Несмотря на невысокий уровень руководства, как его себе представляет проф. Казанский, учебник подвергается пред учением кроме деления на уроки еще особому приноровлению к разучиванию. Происходит «разметка», причем «могут быть также сделаны указания на errata книги, вычеркнуты некоторые отделы ее и т. п.» (с. 44). Этим, заметим от себя, поощряются, между прочим, особого рода «собеседования» между профессором и студентами, просьбы вычеркнуть еще и т. п. явления, признаваемые теперь в университетской жизни неприличными, хотя дефекты экзаменной системы и создают особые стимулы и мотивы для «разметки учебника» и т. п. явлений.
Далее происходит поучение младенцев, как учить учебник: «в каком порядке надо читать, на что обращать внимание, какие заметки делать по книге и что списывать в отдельную тетрадь, – словом [профессор], объясняет, как надо, по его мнению, учиться[32]. Вместе с тем профессор выясняет… условия прохождения ими соответствующего испытания» (с. 44).
Теперь у нас заводить этого рода разговоры (о том, что потребуется на экзамене), особенно в начале курса, считается, по академическим воззрениям, неприличным, хотя опять-таки ненормальная постановка экзаменов способствует возникновению таких разговоров в начале года, ибо студентам интересно знать, не потребует ли профессор слишком много на экзамене: в таком случае лучше записаться на лекции к более сговорчивому. По существу, профессор должен, конечно, не только сам не возбуждать идеи, что университетская наука сводится к учению «размеченного» учебника к экзамену, но всеми силами препятствовать возникновению такой ассоциации идей.
«Наконец, профессор делает необходимые добавления к изучаемому отделу, если, подразумевается, он не успел дать их ранее в печатном виде как приложение к учебнику…» и т. д. (с. 44).
«Когда известное время прошло и положенная часть учебника считается прочитанной студентами, профессор приступает к собеседованиям с ними по этому отделу. Последние тянутся все время, пока сами слушатели изучают, согласно расписанию, следующую часть. Прежде всего, если явится необходимость, профессор иллюстрирует данный отдел учебника речью, имеющей предметом разъяснение соответствующих текущих событий – что весьма важно, – например какого-нибудь общественного движения, процесса, международного конгресса и т. п. Речь эта может быть вовсе и не напечатана, так как знать сообщаемое в ней необязательно» (с. 45). Смысл этого указания автора, по-видимому, тот, что знать это «весьма важное» сообщение совсем неважно, потому что его знание не требуется на экзамене.

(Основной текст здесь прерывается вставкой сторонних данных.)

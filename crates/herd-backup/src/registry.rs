//! Date field registry
//!
//! Names the document fields that hold instants. The per-collection path
//! table documents where dates live; the flat name set is what restoration
//! actually consults, at any depth. A date field missing from the name set
//! silently comes back from a backup as a plain string.

use std::collections::BTreeSet;
use std::path::Path;

use herd_backup_types::Collection;
use indexmap::IndexMap;
use serde::{Deserialize, Serialize};

use crate::error::{BackupError, BackupResult};

/// Dotted paths of date fields per collection
const FARM_DATE_PATHS: &[(Collection, &[&str])] = &[
    (Collection::Farms, &["createdAt", "updatedAt"]),
    (
        Collection::Animals,
        &[
            "birthDate",
            "acquisitionDate",
            "weaningDate",
            "saleDate",
            "deathDate",
            "lastWeighedAt",
            "healthRecords.date",
            "healthRecords.nextDueDate",
            "createdAt",
            "updatedAt",
        ],
    ),
    (
        Collection::BreedingRecords,
        &[
            "breedingDate",
            "pregnancyCheckDate",
            "expectedDueDate",
            "actualBirthDate",
            "createdAt",
            "updatedAt",
        ],
    ),
    (
        Collection::Reminders,
        &["dueDate", "completedAt", "snoozedUntil", "createdAt", "updatedAt"],
    ),
    (Collection::WeightRecords, &["date", "createdAt"]),
    (
        Collection::FarmInvitations,
        &["createdAt", "expiresAt", "acceptedAt"],
    ),
];

/// Bare field names restored as timestamps wherever they appear
const FARM_DATE_FIELD_NAMES: &[&str] = &[
    "acceptedAt",
    "acquisitionDate",
    "actualBirthDate",
    "birthDate",
    "breedingDate",
    "completedAt",
    "createdAt",
    "date",
    "deathDate",
    "deletedAt",
    "dueDate",
    "expectedDueDate",
    "expiresAt",
    "lastWeighedAt",
    "nextDueDate",
    "pregnancyCheckDate",
    "saleDate",
    "snoozedUntil",
    "updatedAt",
    "weaningDate",
];

/// Which document fields are temporal
#[derive(Debug, Clone, PartialEq, Serialize, Deserialize)]
#[serde(rename_all = "camelCase")]
pub struct DateFieldRegistry {
    /// Collection name to dotted field paths, for documentation and tooling
    collection_paths: IndexMap<String, Vec<String>>,
    /// Field names consulted during restore
    field_names: BTreeSet<String>,
}

impl DateFieldRegistry {
    /// Build a registry, rejecting tables that name an unknown collection
    /// or whose path leaves are not all in the name set.
    pub fn new(
        collection_paths: IndexMap<String, Vec<String>>,
        field_names: BTreeSet<String>,
    ) -> BackupResult<Self> {
        for name in collection_paths.keys() {
            Collection::from_name(name)?;
        }

        let registry = Self {
            collection_paths,
            field_names,
        };

        let missing = registry.missing_leaf_names();
        if !missing.is_empty() {
            return Err(BackupError::Configuration(format!(
                "date field names missing from registry: {}",
                missing.join(", ")
            )));
        }

        Ok(registry)
    }

    /// The farm application's date fields
    pub fn farm_default() -> Self {
        Self {
            collection_paths: FARM_DATE_PATHS
                .iter()
                .map(|(collection, paths)| {
                    (
                        collection.as_str().to_string(),
                        paths.iter().map(|p| p.to_string()).collect(),
                    )
                })
                .collect(),
            field_names: FARM_DATE_FIELD_NAMES.iter().map(|n| n.to_string()).collect(),
        }
    }

    /// Load a registry from JSON text:
    /// `{"collectionPaths": {"animals": ["birthDate"]}, "fieldNames": ["birthDate"]}`
    pub fn from_json_str(json: &str) -> BackupResult<Self> {
        let raw: DateFieldRegistry = serde_json::from_str(json)?;
        Self::new(raw.collection_paths, raw.field_names)
    }

    pub fn from_json_file(path: impl AsRef<Path>) -> BackupResult<Self> {
        let json = std::fs::read_to_string(path.as_ref())?;
        Self::from_json_str(&json)
    }

    /// Add a field name to the restore set
    pub fn with_field_name(mut self, name: impl Into<String>) -> Self {
        self.field_names.insert(name.into());
        self
    }

    /// Whether a field name is restored as a timestamp
    pub fn is_date_field(&self, name: &str) -> bool {
        self.field_names.contains(name)
    }

    pub fn field_names(&self) -> impl Iterator<Item = &str> {
        self.field_names.iter().map(String::as_str)
    }

    /// Documented date paths for a collection
    pub fn paths_for(&self, collection: &str) -> &[String] {
        self.collection_paths
            .get(collection)
            .map(Vec::as_slice)
            .unwrap_or(&[])
    }

    /// Path leaves that the restore set does not contain
    pub fn missing_leaf_names(&self) -> Vec<String> {
        let mut missing: Vec<String> = self
            .collection_paths
            .values()
            .flatten()
            .filter_map(|path| path.rsplit('.').next())
            .filter(|leaf| !self.field_names.contains(*leaf))
            .map(str::to_string)
            .collect();
        missing.sort();
        missing.dedup();
        missing
    }
}

impl Default for DateFieldRegistry {
    fn default() -> Self {
        Self::farm_default()
    }
}

#[cfg(test)]
mod tests {
    use super::*;

    #[test]
    fn test_default_names_cover_every_path_leaf() {
        let registry = DateFieldRegistry::farm_default();
        assert!(
            registry.missing_leaf_names().is_empty(),
            "missing: {:?}",
            registry.missing_leaf_names()
        );
    }

    #[test]
    fn test_every_collection_has_paths() {
        let registry = DateFieldRegistry::farm_default();
        for collection in Collection::IMPORT_ORDER {
            assert!(
                !registry.paths_for(collection.as_str()).is_empty(),
                "no date paths for {}",
                collection
            );
        }
        assert!(registry.paths_for("unknown").is_empty());
    }

    #[test]
    fn test_nested_leaf_is_registered() {
        let registry = DateFieldRegistry::farm_default();
        assert!(registry
            .paths_for("animals")
            .contains(&"healthRecords.nextDueDate".to_string()));
        assert!(registry.is_date_field("nextDueDate"));
        assert!(!registry.is_date_field("name"));
    }

    #[test]
    fn test_new_rejects_unregistered_leaf() {
        let mut paths = IndexMap::new();
        paths.insert("animals".to_string(), vec!["vet.visitedAt".to_string()]);
        let names = BTreeSet::from(["birthDate".to_string()]);

        let err = DateFieldRegistry::new(paths, names).unwrap_err();
        assert!(err.to_string().contains("visitedAt"));
    }

    #[test]
    fn test_new_rejects_unknown_collection() {
        let mut paths = IndexMap::new();
        paths.insert("users".to_string(), vec!["createdAt".to_string()]);
        let names = BTreeSet::from(["createdAt".to_string()]);

        let err = DateFieldRegistry::new(paths, names).unwrap_err();
        assert!(matches!(err, BackupError::Types(_)));
        assert!(err.to_string().contains("users"));
    }

    #[test]
    fn test_from_json_str() {
        let registry = DateFieldRegistry::from_json_str(
            r#"{"collectionPaths": {"animals": ["tags.seenAt"]}, "fieldNames": ["seenAt", "x"]}"#,
        )
        .unwrap();

        assert!(registry.is_date_field("seenAt"));
        assert!(registry.is_date_field("x"));
        assert!(!registry.is_date_field("birthDate"));
        assert_eq!(registry.paths_for("animals"), ["tags.seenAt".to_string()]);
    }

    #[test]
    fn test_from_json_file() {
        let dir = tempfile::tempdir().unwrap();
        let path = dir.path().join("registry.json");
        std::fs::write(
            &path,
            r#"{"collectionPaths": {}, "fieldNames": ["seenAt"]}"#,
        )
        .unwrap();

        let registry = DateFieldRegistry::from_json_file(&path).unwrap();
        assert!(registry.is_date_field("seenAt"));
        assert!(DateFieldRegistry::from_json_file(dir.path().join("missing.json")).is_err());
    }

    #[test]
    fn test_with_field_name() {
        let registry = DateFieldRegistry::farm_default().with_field_name("vaccinatedOn");
        assert!(registry.is_date_field("vaccinatedOn"));
    }
}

Затем учащимся можно обращаться с вопросами, причем «всего удобнее», чтобы вопросы эти «излагались в письменной форме, для того чтобы преподаватель мог взять с собою на дом вопросный лист и ответить на него в следующий раз» (с. 45). По-моему, напрасно автор боится. При предлагаемой им постановке «университетского преподавания» неопасно даже и очень невежественному и ограниченному «профессору» отвечать на вопросы и даже допускать споры со стороны студентов и без особого приготовления к возбуждаемым вопросам. Умственный уровень студенчества был бы таков, что «профессор» чувствовал бы себя в полной безопасности. Теперь, пожалуй, особенно ввиду возведения на университетские кафедры лиц, в науке не особенно сильных или не сделавших даже ни одной научной работы, мера, рекомендуемая автором, не лишена смысла и остроумия, ибо с точки зрения университетской политики нет ничего опаснее и зловреднее, чем унижение и компрометирование достоинства университетской кафедры.